CDI Strategies - Volume 6, Issue 10

“This claim was denied after review and it was determined that the documentation did not support the need for an inpatient level of care.”

NHIC Inc., the Medicare Administrative Contractor (MAC) for jurisdiction 14 (which includes Maine, Massachusetts, New Hampshire, Rhode Island, and Vermont) issued that statement when it denied nearly 2,000 claims related to inpatient one-day stays in acute care hospitals and Critical Access Hospitals from January 2011 through February of 2012, according to an April 5 report.
 
NHIC Inc., specifically looked at diagnosis codes for heart failure, unspecified disorders of the back, chest pain, and symptoms involving the abdomen and pelvis region, as well as generic one-day stays with no principal diagnosis listed for claim selection.
 
The agency identified two key issues:
  1. “Documentation did not support inpatient criteria for severity of illness and intensity of services provided.
  2.  Documentation did not reflect the patient had a change in clinical status and the patient was switched from an outpatient observation status to an inpatient status after being in the hospital for greater than 24 hours.”

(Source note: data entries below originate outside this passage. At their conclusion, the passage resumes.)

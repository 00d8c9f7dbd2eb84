//! Error type definitions.
//!
//! This module defines the typed errors surfaced to callers and the enum naming
//! each extraction source whose failure is recorded in a feature record.

use log::SetLoggerError;
use reqwest::Error as ReqwestError;
use strum_macros::EnumIter as EnumIterMacro;
use thiserror::Error;

/// Error types for initialization failures.
#[derive(Error, Debug)]
#[allow(clippy::enum_variant_names)] // All variants end with "Error" by convention
pub enum InitializationError {
    /// Error initializing the logger.
    #[error("Logger initialization error: {0}")]
    LoggerError(#[from] SetLoggerError),

    /// Error initializing an HTTP client.
    #[error("HTTP client initialization error: {0}")]
    HttpClientError(#[from] ReqwestError),

    /// The classifier base URL cannot be joined with the predict endpoint.
    #[error("Classifier URL error: {0}")]
    ClassifierUrlError(String),
}

/// Error types for history store operations.
#[derive(Error, Debug)]
pub enum DatabaseError {
    /// Error creating the database file.
    #[error("Database file creation error: {0}")]
    FileCreationError(String),

    /// SQL execution error.
    #[error("SQL error: {0}")]
    SqlError(#[from] sqlx::Error),

    /// Schema migration error.
    #[error("Migration error: {0}")]
    MigrationError(#[from] sqlx::migrate::MigrateError),

    /// A stored row holds a value the model cannot represent.
    #[error("Corrupt history row {id}: {reason}")]
    CorruptRow {
        /// Row id
        id: i64,
        /// What could not be decoded
        reason: String,
    },
}

/// Failure to obtain a verdict from the classification service.
///
/// No partial verdict is ever produced alongside one of these.
#[derive(Error, Debug)]
pub enum ClassifierError {
    /// The request could not be sent or the response could not be read.
    #[error("Classifier transport error: {0}")]
    Transport(#[from] ReqwestError),

    /// The service answered with a non-2xx status.
    #[error("Classifier server error: {status} {message}")]
    Status {
        /// HTTP status code
        status: u16,
        /// Canonical reason phrase (or "unknown")
        message: String,
    },

    /// The service answered 2xx with an empty body.
    #[error("Classifier returned an empty body")]
    EmptyBody,

    /// The body is not a valid verdict.
    #[error("Classifier returned a malformed body: {0}")]
    MalformedBody(String),
}

/// Failure of a top-level URL check.
///
/// Store write failures are not represented here: a verdict that was obtained
/// but could not be persisted is still returned to the caller (see
/// `CheckOutcome::persist_error`).
#[derive(Error, Debug)]
pub enum CheckError {
    /// The classifier did not produce a verdict.
    #[error(transparent)]
    Classification(#[from] ClassifierError),
}

/// Sources whose failure is recorded as an entry in a feature record's error list.
///
/// The declaration order is the order in which error entries appear.
#[derive(Debug, Clone, Copy, PartialEq, Eq, Hash, EnumIterMacro)]
pub enum ExtractionSource {
    /// Host could not be extracted from the canonical URL
    Domain,
    /// Page fetch failed (connect, read, redirect, timeout)
    Http,
    /// HTML analysis failed on a fetched body
    Html,
    /// Address resolution failed
    Dns,
    /// Certificate inspection failed
    Tls,
}

impl std::fmt::Display for ExtractionSource {
    fn fmt(&self, f: &mut std::fmt::Formatter<'_>) -> std::fmt::Result {
        f.write_str(self.as_str())
    }
}

impl ExtractionSource {
    /// Prefix used for error-list entries of this source.
    pub fn as_str(&self) -> &'static str {
        match self {
            ExtractionSource::Domain => "Domain extraction failed",
            ExtractionSource::Http => "HTTP failed",
            ExtractionSource::Html => "HTML analysis failed",
            ExtractionSource::Dns => "DNS analysis failed",
            ExtractionSource::Tls => "SSL analysis failed",
        }
    }

    /// Formats an error-list entry for this source.
    pub fn describe(&self, detail: impl std::fmt::Display) -> String {
        format!("{}: {}", self.as_str(), detail)
    }
}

In its findings, NHIC Inc., reminds providers to “clearly document all contributing factors” that affected his/her decision to admit the patient as an inpatient.
 
“Factors such as co-morbidities, surgical history, current medical needs (including medications), abnormal vital signs, presenting or persistent symptoms, availability of diagnostic procedures, and the safety of the patient should all be taken into consideration during the provider’s decision making period. It is also critical that these decisions be clearly documented in the medical record,” the report states.